------ Available data ------

//! Request extractors whose rejections use the API error body.

use axum::{
    Form, Json, async_trait,
    extract::{FromRequest, FromRequestParts, Query, Request},
    http::request::Parts,
};
use serde::de::DeserializeOwned;

use crate::error::ServerError;

/// JSON body.
#[derive(Debug, Clone, Copy, Default)]
pub struct ApiJson<T>(pub T);

#[async_trait]
impl<T, S> FromRequest<S> for ApiJson<T>
where
    T: DeserializeOwned,
    S: Send + Sync,
{
    type Rejection = ServerError;

    async fn from_request(req: Request, state: &S) -> Result<Self, Self::Rejection> {
        let Json(value) = Json::<T>::from_request(req, state)
            .await
            .map_err(|rejection| ServerError::InvalidRequest(rejection.body_text()))?;
        Ok(Self(value))
    }
}

/// Form-encoded body.
#[derive(Debug, Clone, Copy, Default)]
pub struct ApiForm<T>(pub T);

#[async_trait]
impl<T, S> FromRequest<S> for ApiForm<T>
where
    T: DeserializeOwned,
    S: Send + Sync,
{
    type Rejection = ServerError;

    async fn from_request(req: Request, state: &S) -> Result<Self, Self::Rejection> {
        let Form(value) = Form::<T>::from_request(req, state)
            .await
            .map_err(|rejection| ServerError::InvalidRequest(rejection.body_text()))?;
        Ok(Self(value))
    }
}

/// Query string.
#[derive(Debug, Clone, Copy, Default)]
pub struct ApiQuery<T>(pub T);

#[async_trait]
impl<T, S> FromRequestParts<S> for ApiQuery<T>
where
    T: DeserializeOwned,
    S: Send + Sync,
{
    type Rejection = ServerError;

    async fn from_request_parts(parts: &mut Parts, state: &S) -> Result<Self, Self::Rejection> {
        let Query(value) = Query::<T>::from_request_parts(parts, state)
            .await
            .map_err(|rejection| ServerError::InvalidRequest(rejection.body_text()))?;
        Ok(Self(value))
    }
}
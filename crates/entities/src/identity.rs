//! Identity entity definitions.

use chrono::{DateTime, Utc};
use serde::{Deserialize, Serialize};
use uuid::Uuid;

use crate::{Profile, REQUIRED_MESSAGE, ValidationErrors};

/// Maximum length of usernames and name parts.
pub const USERNAME_MAX_LEN: usize = 150;

/// A login identity.
#[derive(Debug, Clone, PartialEq, Serialize, Deserialize)]
pub struct Identity {
    /// Unique identifier.
    pub id: Uuid,
    /// Unique login name.
    pub username: String,
    /// Email address (may be empty).
    pub email: String,
    /// Given name.
    pub first_name: String,
    /// Family name.
    pub last_name: String,
    /// Salted password digest. `None` means the identity cannot log in.
    #[serde(skip_serializing, default)]
    pub password_hash: Option<String>,
    /// Whether the identity may log in.
    pub is_active: bool,
    /// When this record was created.
    pub created_at: DateTime<Utc>,
    /// When this record was last updated.
    pub updated_at: DateTime<Utc>,
}

impl Identity {
    /// Creates a new active identity without a password.
    pub fn new(username: impl Into<String>) -> Self {
        let now = Utc::now();
        Self {
            id: Uuid::new_v4(),
            username: username.into(),
            email: String::new(),
            first_name: String::new(),
            last_name: String::new(),
            password_hash: None,
            is_active: true,
            created_at: now,
            updated_at: now,
        }
    }

    /// Sets the email address.
    pub fn with_email(mut self, email: impl Into<String>) -> Self {
        self.email = email.into();
        self
    }

    /// Sets the first and last name.
    pub fn with_name(mut self, first_name: impl Into<String>, last_name: impl Into<String>) -> Self {
        self.first_name = first_name.into();
        self.last_name = last_name.into();
        self
    }

    /// Sets the password digest.
    pub fn with_password_hash(mut self, hash: impl Into<String>) -> Self {
        self.password_hash = Some(hash.into());
        self
    }

    /// Marks the identity as inactive.
    pub fn deactivated(mut self) -> Self {
        self.is_active = false;
        self
    }

    /// Checks the identity's own fields. Uniqueness is the store's concern.
    pub fn validate(&self) -> Result<(), ValidationErrors> {
        let mut errors = ValidationErrors::new();

        if self.username.trim().is_empty() {
            errors.add("username", REQUIRED_MESSAGE);
        } else if self.username.chars().count() > USERNAME_MAX_LEN {
            errors.add(
                "username",
                format!("Ensure this field has no more than {USERNAME_MAX_LEN} characters."),
            );
        } else if !self.username.chars().all(is_username_char) {
            errors.add(
                "username",
                "Enter a valid username. This value may contain only letters, numbers, and @/./+/-/_ characters.",
            );
        }

        if !self.email.is_empty() && !looks_like_email(&self.email) {
            errors.add("email", "Enter a valid email address.");
        }

        for (field, value) in [("firstName", &self.first_name), ("lastName", &self.last_name)] {
            if value.chars().count() > USERNAME_MAX_LEN {
                errors.add(
                    field,
                    format!("Ensure this field has no more than {USERNAME_MAX_LEN} characters."),
                );
            }
        }

        errors.into_result()
    }
}

fn is_username_char(c: char) -> bool {
    c.is_alphanumeric() || matches!(c, '@' | '.' | '+' | '-' | '_')
}

fn looks_like_email(email: &str) -> bool {
    match email.split_once('@') {
        Some((local, domain)) => {
            !local.is_empty()
                && domain.contains('.')
                && !domain.starts_with('.')
                && !domain.ends_with('.')
                && !email.chars().any(char::is_whitespace)
        }
        None => false,
    }
}

/// An identity together with its profile.
#[derive(Debug, Clone, PartialEq, Serialize, Deserialize)]
pub struct Account {
    pub identity: Identity,
    pub profile: Profile,
}

impl Account {
    pub fn new(identity: Identity, profile: Profile) -> Self {
        Self { identity, profile }
    }
}
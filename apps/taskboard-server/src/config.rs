//! Server configuration.

use std::env;

use auth::{
    DEFAULT_JWT_EXPIRATION_HOURS, DEFAULT_PASSWORD_ITERATIONS, DEFAULT_PASSWORD_MEMORY_KIB,
};

/// Credentials for the superadmin created at startup.
#[derive(Debug, Clone)]
pub struct BootstrapAdmin {
    pub username: String,
    pub email: String,
    pub password: String,
}

/// Server configuration loaded from environment variables.
#[derive(Debug, Clone)]
pub struct Config {
    /// Server host address.
    pub host: String,
    /// Server port.
    pub port: u16,
    /// Database URL; `None` keeps everything in memory.
    pub database_url: Option<String>,
    /// JWT signing secret.
    pub jwt_secret: String,
    /// JWT expiration in hours.
    pub jwt_expiration_hours: u64,
    /// Whether self-registration may pick a role.
    pub allow_registration_role: bool,
    /// Argon2 memory cost in KiB for new password hashes.
    pub password_memory_kib: u32,
    /// Argon2 time cost for new password hashes.
    pub password_iterations: u32,
    /// Superadmin to create at startup, if any.
    pub bootstrap_admin: Option<BootstrapAdmin>,
    /// Log level.
    pub log_level: String,
}

fn flag(name: &str) -> bool {
    env::var(name)
        .map(|v| v.eq_ignore_ascii_case("true") || v == "1")
        .unwrap_or(false)
}

fn non_empty(name: &str) -> Option<String> {
    env::var(name).ok().filter(|v| !v.trim().is_empty())
}

impl Config {
    /// Loads configuration from environment variables.
    pub fn from_env() -> anyhow::Result<Self> {
        let jwt_secret = non_empty("TASKBOARD_JWT_SECRET")
            .ok_or_else(|| anyhow::anyhow!("TASKBOARD_JWT_SECRET is required"))?;

        let database_url = non_empty("DATABASE_URL");
        if let Some(url) = &database_url {
            if !url.starts_with("sqlite:") {
                anyhow::bail!("DATABASE_URL must be a sqlite: URL");
            }
        }

        let bootstrap_admin = match (
            non_empty("TASKBOARD_SUPERADMIN_USERNAME"),
            non_empty("TASKBOARD_SUPERADMIN_PASSWORD"),
        ) {
            (Some(username), Some(password)) => Some(BootstrapAdmin {
                username,
                email: env::var("TASKBOARD_SUPERADMIN_EMAIL").unwrap_or_default(),
                password,
            }),
            _ => None,
        };

        Ok(Self {
            host: env::var("TASKBOARD_SERVER_HOST").unwrap_or_else(|_| "0.0.0.0".to_string()),
            port: env::var("TASKBOARD_SERVER_PORT")
                .unwrap_or_else(|_| "8000".to_string())
                .parse()
                .unwrap_or(8000),
            database_url,
            jwt_secret,
            jwt_expiration_hours: env::var("TASKBOARD_JWT_EXPIRATION_HOURS")
                .ok()
                .and_then(|v| v.parse().ok())
                .unwrap_or(DEFAULT_JWT_EXPIRATION_HOURS),
            allow_registration_role: flag("TASKBOARD_ALLOW_REGISTRATION_ROLE"),
            password_memory_kib: env::var("TASKBOARD_PASSWORD_MEMORY_KIB")
                .ok()
                .and_then(|v| v.parse().ok())
                .unwrap_or(DEFAULT_PASSWORD_MEMORY_KIB),
            password_iterations: env::var("TASKBOARD_PASSWORD_ITERATIONS")
                .ok()
                .and_then(|v| v.parse().ok())
                .unwrap_or(DEFAULT_PASSWORD_ITERATIONS),
            bootstrap_admin,
            log_level: env::var("TASKBOARD_LOG_LEVEL").unwrap_or_else(|_| "info".to_string()),
        })
    }

    /// Configuration for tests and embedding: in-memory store, cheap hashing.
    pub fn for_testing(jwt_secret: impl Into<String>) -> Self {
        Self {
            host: "127.0.0.1".to_string(),
            port: 0,
            database_url: None,
            jwt_secret: jwt_secret.into(),
            jwt_expiration_hours: DEFAULT_JWT_EXPIRATION_HOURS,
            allow_registration_role: false,
            password_memory_kib: 8,
            password_iterations: 1,
            bootstrap_admin: None,
            log_level: "debug".to_string(),
        }
    }

    /// Returns the server address.
    pub fn server_addr(&self) -> String {
        format!("{}:{}", self.host, self.port)
    }
}
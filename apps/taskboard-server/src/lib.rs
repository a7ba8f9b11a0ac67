//! Taskboard Server
//!
//! Serves the JSON API and the management panel over one shared state.
//! Every task and identity operation goes through the authorization engine
//! in the `auth` crate.

pub mod api;
pub mod config;
pub mod error;
pub mod extract;
pub mod middleware;
pub mod panel;
pub mod services;
pub mod state;

use std::sync::Arc;

use auth::{DEFAULT_JWT_ISSUER, JwtConfig, JwtManager};
use axum::Router;
use task_store::TaskStore;
use tower_http::{
    cors::{Any, CorsLayer},
    trace::TraceLayer,
};

use crate::config::Config;
use crate::state::{AppState, create_shared_state};

/// Creates the application router with all routes configured.
pub fn create_app<S: TaskStore + 'static>(state: Arc<AppState<S>>) -> Router {
    let cors = CorsLayer::new()
        .allow_origin(Any)
        .allow_methods(Any)
        .allow_headers(Any);

    api::create_router(state.clone())
        .merge(panel::create_router(state.clone()))
        .with_state(state)
        .layer(TraceLayer::new_for_http())
        .layer(cors)
}

/// Creates the application state with the given configuration and store.
pub fn create_state<S: TaskStore>(config: Config, store: S) -> Arc<AppState<S>> {
    let jwt_config = JwtConfig::new(config.jwt_secret.as_str())
        .with_expiration_hours(config.jwt_expiration_hours)
        .with_issuer(DEFAULT_JWT_ISSUER);
    let jwt_manager = JwtManager::new(jwt_config);

    create_shared_state(config, store, jwt_manager)
}

/// Creates the configured superadmin, if any.
pub async fn bootstrap<S: TaskStore>(state: &AppState<S>) -> anyhow::Result<()> {
    if let Some(admin) = &state.config.bootstrap_admin {
        services::accounts::bootstrap_superadmin(state, admin).await?;
    }
    Ok(())
}

/// Initializes tracing with the given log level.
pub fn init_tracing(log_level: &str) {
    use tracing_subscriber::{EnvFilter, fmt, prelude::*};

    let filter = EnvFilter::try_from_default_env().unwrap_or_else(|_| EnvFilter::new(log_level));

    tracing_subscriber::registry()
        .with(fmt::layer())
        .with(filter)
        .init();
}
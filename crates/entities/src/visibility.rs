//! Row filters selecting which tasks a listing returns.

use uuid::Uuid;

use crate::Task;

/// Which tasks a listing or count includes.
///
/// `assignee_admin` in [`TaskVisibility::matches`] is the `assigned_admin`
/// of the task's assignee profile, if any.
#[derive(Debug, Clone, Copy, PartialEq, Eq)]
pub enum TaskVisibility {
    /// Every task.
    All,
    /// Tasks assigned to the identity.
    AssignedTo(Uuid),
    /// Tasks whose assignee is overseen by the admin.
    ManagedBy(Uuid),
    /// Union of `ManagedBy`, `AssignedTo` and tasks created by the admin.
    AdminScope(Uuid),
}

impl TaskVisibility {
    /// Evaluates the filter against a single task.
    pub fn matches(&self, task: &Task, assignee_admin: Option<Uuid>) -> bool {
        match *self {
            Self::All => true,
            Self::AssignedTo(id) => task.assigned_to == id,
            Self::ManagedBy(admin) => assignee_admin == Some(admin),
            Self::AdminScope(admin) => {
                assignee_admin == Some(admin)
                    || task.assigned_to == admin
                    || task.created_by == admin
            }
        }
    }
}

#[cfg(test)]
mod tests {
    use chrono::Utc;

    use super::*;

    #[test]
    fn test_admin_scope_is_a_union() {
        let admin = Uuid::new_v4();
        let worker = Uuid::new_v4();
        let other_admin = Uuid::new_v4();
        let scope = TaskVisibility::AdminScope(admin);

        let managed = Task::new("managed", worker, other_admin, Utc::now());
        assert!(scope.matches(&managed, Some(admin)));
        assert!(!scope.matches(&managed, Some(other_admin)));

        let own = Task::new("own", admin, other_admin, Utc::now());
        assert!(scope.matches(&own, None));

        let created = Task::new("created", worker, admin, Utc::now());
        assert!(scope.matches(&created, None));
    }

    #[test]
    fn test_managed_by_ignores_creator() {
        let admin = Uuid::new_v4();
        let task = Task::new("t", Uuid::new_v4(), admin, Utc::now());

        assert!(!TaskVisibility::ManagedBy(admin).matches(&task, None));
        assert!(TaskVisibility::All.matches(&task, None));
    }

    #[test]
    fn test_assigned_to() {
        let worker = Uuid::new_v4();
        let task = Task::new("t", worker, Uuid::new_v4(), Utc::now());

        assert!(TaskVisibility::AssignedTo(worker).matches(&task, None));
        assert!(!TaskVisibility::AssignedTo(Uuid::new_v4()).matches(&task, None));
    }
}
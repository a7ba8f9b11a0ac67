//! Form-based management panel.
//!
//! The panel reuses the services behind the JSON API. Successful writes and
//! permission denials redirect with a `flash` message; validation errors and
//! everything else answer like the JSON API does.

pub mod accounts;
pub mod auth;
pub mod home;
pub mod tasks;

use std::sync::Arc;

use axum::{
    Router, middleware,
    response::{IntoResponse, Redirect, Response},
    routing::{get, post},
};
use task_store::TaskStore;

use crate::error::ServerError;
use crate::middleware::auth_middleware;
use crate::state::AppState;

pub const DASHBOARD_PATH: &str = "/panel/";
pub const LOGIN_PATH: &str = "/panel/login";
pub const USERS_PATH: &str = "/panel/users";
pub const ADMINS_PATH: &str = "/panel/admins";
pub const TASKS_PATH: &str = "/panel/tasks";

/// Creates the panel router.
pub fn create_router<S: TaskStore + 'static>(state: Arc<AppState<S>>) -> Router<Arc<AppState<S>>> {
    let protected = Router::new()
        .route("/panel", get(home::home))
        .route(DASHBOARD_PATH, get(home::home))
        // User management
        .route(USERS_PATH, get(accounts::list_users))
        .route("/panel/users/create", post(accounts::create_user))
        .route("/panel/users/:id/update", post(accounts::update_user))
        .route("/panel/users/:id/delete", post(accounts::delete_user))
        // Admin management
        .route(ADMINS_PATH, get(accounts::list_admins))
        .route("/panel/admins/create", post(accounts::create_admin))
        .route("/panel/admins/:id/update", post(accounts::update_admin))
        .route("/panel/admins/:id/delete", post(accounts::delete_admin))
        .route("/panel/assign-user", post(accounts::assign_user))
        // Tasks
        .route(TASKS_PATH, get(tasks::list_tasks))
        .route("/panel/tasks/create", post(tasks::create_task))
        .route("/panel/tasks/:id/update", post(tasks::update_task))
        .route("/panel/tasks/:id/report", get(tasks::task_report))
        .route_layer(middleware::from_fn_with_state(state, auth_middleware::<S>));

    Router::new()
        .route(LOGIN_PATH, get(auth::login_page).post(auth::login))
        .route("/panel/logout", post(auth::logout))
        .merge(protected)
}

/// Redirects (303) to a panel page with a flash message.
pub fn redirect_with_flash(to: &str, flash: &str) -> Redirect {
    Redirect::to(&format!("{to}?flash={}", urlencoding::encode(flash)))
}

/// Panel error type.
#[derive(Debug)]
pub enum PanelError {
    /// Refused; the client is sent elsewhere with the reason.
    Redirect { to: &'static str, flash: String },
    /// Anything else, answered like the JSON API.
    Server(ServerError),
}

impl PanelError {
    /// Turns permission denials into a redirect to `to`.
    pub fn denied_to(to: &'static str) -> impl Fn(ServerError) -> PanelError {
        move |error| match error {
            ServerError::Denied(denial) => {
                tracing::debug!(%denial, to, "Panel request denied");
                PanelError::Redirect {
                    to,
                    flash: denial.to_string(),
                }
            }
            other => PanelError::Server(other),
        }
    }
}

impl From<ServerError> for PanelError {
    fn from(error: ServerError) -> Self {
        Self::Server(error)
    }
}

impl IntoResponse for PanelError {
    fn into_response(self) -> Response {
        match self {
            PanelError::Redirect { to, flash } => redirect_with_flash(to, &flash).into_response(),
            PanelError::Server(error) => error.into_response(),
        }
    }
}

/// Result type alias for panel handlers.
pub type PanelResult<T> = Result<T, PanelError>;
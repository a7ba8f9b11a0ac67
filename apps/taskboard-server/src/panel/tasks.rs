//! Panel task pages.

use std::sync::Arc;

use api_protocol::{FlashQuery, ListTasksQuery, PanelTasksView, TaskForm, TaskView};
use auth::policy;
use axum::{
    Extension, Json,
    extract::{Path, State},
    response::Redirect,
};
use task_store::TaskStore;

use super::{PanelError, PanelResult, TASKS_PATH, redirect_with_flash};
use crate::extract::{ApiForm, ApiQuery};
use crate::middleware::AuthenticatedUser;
use crate::services::{Usernames, parse_id, resolve_actor, task_view, tasks};
use crate::state::AppState;

/// Tasks visible to the caller.
pub async fn list_tasks<S: TaskStore>(
    State(state): State<Arc<AppState<S>>>,
    Extension(user): Extension<AuthenticatedUser>,
    ApiQuery(query): ApiQuery<FlashQuery>,
) -> PanelResult<Json<PanelTasksView>> {
    let actor = resolve_actor(&state, user.id).await?;
    let (tasks, _total) = tasks::list_tasks(&state, &actor, ListTasksQuery::default()).await?;

    Ok(Json(PanelTasksView {
        tasks: Usernames::new(&state.store).tasks(&tasks).await?,
        can_create: policy::authorize_task_create(&actor).is_allowed(),
        flash: query.flash,
    }))
}

pub async fn create_task<S: TaskStore>(
    State(state): State<Arc<AppState<S>>>,
    Extension(user): Extension<AuthenticatedUser>,
    ApiForm(form): ApiForm<TaskForm>,
) -> PanelResult<Redirect> {
    let actor = resolve_actor(&state, user.id).await?;
    let task = tasks::create_task(&state, &actor, form.into())
        .await
        .map_err(PanelError::denied_to(TASKS_PATH))?;

    let flash = format!("Task \"{}\" created successfully.", task.title);
    Ok(redirect_with_flash(TASKS_PATH, &flash))
}

pub async fn update_task<S: TaskStore>(
    State(state): State<Arc<AppState<S>>>,
    Extension(user): Extension<AuthenticatedUser>,
    Path(id): Path<String>,
    ApiForm(form): ApiForm<TaskForm>,
) -> PanelResult<Redirect> {
    let id = parse_id("Task", &id)?;
    let actor = resolve_actor(&state, user.id).await?;
    let task = tasks::update_task(&state, &actor, id, form.into())
        .await
        .map_err(PanelError::denied_to(TASKS_PATH))?;

    let flash = format!("Task \"{}\" updated successfully.", task.title);
    Ok(redirect_with_flash(TASKS_PATH, &flash))
}

/// Report of a completed task.
pub async fn task_report<S: TaskStore>(
    State(state): State<Arc<AppState<S>>>,
    Extension(user): Extension<AuthenticatedUser>,
    Path(id): Path<String>,
) -> PanelResult<Json<TaskView>> {
    let id = parse_id("Task", &id)?;
    let actor = resolve_actor(&state, user.id).await?;
    let task = tasks::task_report(&state, &actor, id)
        .await
        .map_err(PanelError::denied_to(TASKS_PATH))?;

    Ok(Json(task_view(&state.store, &task).await?))
}
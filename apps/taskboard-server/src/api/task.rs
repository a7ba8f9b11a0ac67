//! Task API endpoints.

use std::sync::Arc;

use api_protocol::{CreateTaskRequest, ListTasksQuery, TaskView, UpdateTaskRequest};
use axum::{
    Extension, Json,
    extract::{Path, State},
    http::StatusCode,
};
use task_store::TaskStore;

use crate::error::ServerResult;
use crate::extract::{ApiJson, ApiQuery};
use crate::middleware::AuthenticatedUser;
use crate::services::{Usernames, parse_id, resolve_actor, task_view, tasks};
use crate::state::AppState;

/// Lists the tasks visible to the caller.
pub async fn list_tasks<S: TaskStore>(
    State(state): State<Arc<AppState<S>>>,
    Extension(user): Extension<AuthenticatedUser>,
    ApiQuery(query): ApiQuery<ListTasksQuery>,
) -> ServerResult<Json<Vec<TaskView>>> {
    let actor = resolve_actor(&state, user.id).await?;
    let (tasks, _total) = tasks::list_tasks(&state, &actor, query).await?;

    Ok(Json(Usernames::new(&state.store).tasks(&tasks).await?))
}

/// Creates a task.
pub async fn create_task<S: TaskStore>(
    State(state): State<Arc<AppState<S>>>,
    Extension(user): Extension<AuthenticatedUser>,
    ApiJson(request): ApiJson<CreateTaskRequest>,
) -> ServerResult<(StatusCode, Json<TaskView>)> {
    let actor = resolve_actor(&state, user.id).await?;
    let task = tasks::create_task(&state, &actor, request).await?;

    Ok((StatusCode::CREATED, Json(task_view(&state.store, &task).await?)))
}

/// Partially updates a task.
pub async fn update_task<S: TaskStore>(
    State(state): State<Arc<AppState<S>>>,
    Extension(user): Extension<AuthenticatedUser>,
    Path(id): Path<String>,
    ApiJson(request): ApiJson<UpdateTaskRequest>,
) -> ServerResult<Json<TaskView>> {
    let id = parse_id("Task", &id)?;
    let actor = resolve_actor(&state, user.id).await?;
    let task = tasks::update_task(&state, &actor, id, request).await?;

    Ok(Json(task_view(&state.store, &task).await?))
}

/// Returns the report of a completed task.
pub async fn get_task_report<S: TaskStore>(
    State(state): State<Arc<AppState<S>>>,
    Extension(user): Extension<AuthenticatedUser>,
    Path(id): Path<String>,
) -> ServerResult<Json<TaskView>> {
    let id = parse_id("Task", &id)?;
    let actor = resolve_actor(&state, user.id).await?;
    let task = tasks::task_report(&state, &actor, id).await?;

    Ok(Json(task_view(&state.store, &task).await?))
}
//! The acting identity.

use entities::{Profile, Role};
use serde::{Deserialize, Serialize};
use uuid::Uuid;

/// The identity performing an operation, with the role resolved from its
/// profile.
#[derive(Debug, Clone, Copy, PartialEq, Eq, Serialize, Deserialize)]
pub struct Actor {
    /// Identity ID.
    pub id: Uuid,
    /// Role of the identity.
    pub role: Role,
}

impl Actor {
    /// Creates an actor with an explicit role.
    pub fn new(id: Uuid, role: Role) -> Self {
        Self { id, role }
    }

    /// Builds an actor from an identity's profile.
    ///
    /// A missing profile is treated as the `user` role.
    pub fn from_profile(id: Uuid, profile: Option<&Profile>) -> Self {
        Self {
            id,
            role: profile.map(|p| p.role).unwrap_or_default(),
        }
    }

    pub fn is_admin(&self) -> bool {
        self.role.is_admin()
    }

    pub fn is_superadmin(&self) -> bool {
        self.role.is_superadmin()
    }
}
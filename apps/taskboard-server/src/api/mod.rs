//! JSON API endpoints.

pub mod auth;
pub mod dashboard;
pub mod task;

use std::sync::Arc;

use axum::{
    Router, middleware,
    routing::{get, post, put},
};
use task_store::TaskStore;

use crate::middleware::auth_middleware;
use crate::state::AppState;

/// Creates the API router.
///
/// Everything except registration, login and the health check requires an
/// access token.
pub fn create_router<S: TaskStore + 'static>(state: Arc<AppState<S>>) -> Router<Arc<AppState<S>>> {
    let protected = Router::new()
        // Auth endpoints
        .route("/api/auth/logout", post(auth::logout))
        .route("/api/auth/profile", get(auth::get_profile))
        // Dashboard
        .route("/api/dashboard", get(dashboard::get_dashboard))
        // Task endpoints
        .route("/api/tasks", get(task::list_tasks).post(task::create_task))
        .route("/api/tasks/:id", put(task::update_task))
        .route("/api/tasks/:id/report", get(task::get_task_report))
        .route_layer(middleware::from_fn_with_state(state, auth_middleware::<S>));

    Router::new()
        .route("/api/auth/register", post(auth::register))
        .route("/api/auth/login", post(auth::login))
        .route("/health", get(health_check))
        .merge(protected)
}

/// Health check endpoint.
async fn health_check() -> &'static str {
    "OK"
}
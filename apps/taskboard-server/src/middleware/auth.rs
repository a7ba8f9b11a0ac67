//! Authentication middleware.

use std::sync::Arc;

use auth::Claims;
use axum::{
    extract::{Request, State},
    http::{
        HeaderMap,
        header::{AUTHORIZATION, COOKIE},
    },
    middleware::Next,
    response::Response,
};
use task_store::TaskStore;
use uuid::Uuid;

use crate::error::{ServerError, ServerResult};
use crate::state::AppState;

/// Cookie carrying the access token for panel clients.
pub const ACCESS_TOKEN_COOKIE: &str = "access_token";

/// Authenticated identity, stored in the request extensions.
#[derive(Debug, Clone)]
pub struct AuthenticatedUser {
    /// Identity ID.
    pub id: Uuid,
    /// Username at token issue time.
    pub username: String,
    /// Claims of the presented token, kept for logout.
    pub claims: Claims,
}

impl TryFrom<Claims> for AuthenticatedUser {
    type Error = auth::AuthError;

    fn try_from(claims: Claims) -> Result<Self, Self::Error> {
        Ok(Self {
            id: claims.identity_id()?,
            username: claims.username.clone(),
            claims,
        })
    }
}

/// Extracts the access token from the Authorization header or, failing
/// that, from the panel cookie.
pub fn extract_token(headers: &HeaderMap) -> Option<String> {
    let bearer = headers
        .get(AUTHORIZATION)
        .and_then(|value| value.to_str().ok())
        .and_then(|value| value.strip_prefix("Bearer "))
        .map(|token| token.trim().to_string());
    if bearer.is_some() {
        return bearer;
    }

    headers
        .get_all(COOKIE)
        .iter()
        .filter_map(|value| value.to_str().ok())
        .flat_map(|value| value.split(';'))
        .filter_map(|pair| pair.trim().split_once('='))
        .find(|(name, _)| *name == ACCESS_TOKEN_COOKIE)
        .and_then(|(_, value)| urlencoding::decode(value).ok())
        .map(|token| token.into_owned())
        .filter(|token| !token.is_empty())
}

/// Resolves the token to an active identity.
async fn authenticate<S: TaskStore>(
    state: &AppState<S>,
    headers: &HeaderMap,
) -> ServerResult<AuthenticatedUser> {
    let token = extract_token(headers).ok_or(ServerError::AuthenticationRequired)?;
    let claims = state.jwt_manager.validate_token(&token)?;

    if state.revoked_tokens.is_revoked(&claims.jti).await {
        return Err(auth::AuthError::TokenRevoked.into());
    }

    let user = AuthenticatedUser::try_from(claims)?;
    match state.store.get_identity(user.id).await? {
        Some(identity) if identity.is_active => Ok(user),
        _ => Err(ServerError::AuthenticationRequired),
    }
}

/// Authentication middleware.
///
/// Validates the access token, rejects revoked tokens and identities that
/// are gone or inactive, and stores the [`AuthenticatedUser`] in the request
/// extensions.
pub async fn auth_middleware<S: TaskStore + 'static>(
    State(state): State<Arc<AppState<S>>>,
    mut request: Request,
    next: Next,
) -> ServerResult<Response> {
    let user = authenticate(&state, request.headers()).await?;
    tracing::debug!(identity_id = %user.id, "Request authenticated");

    request.extensions_mut().insert(user);
    Ok(next.run(request).await)
}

------

# [What is required]
Please state how many lines in the listing contain the string "address", and give nothing besides that number.

# [Solution for this task]
5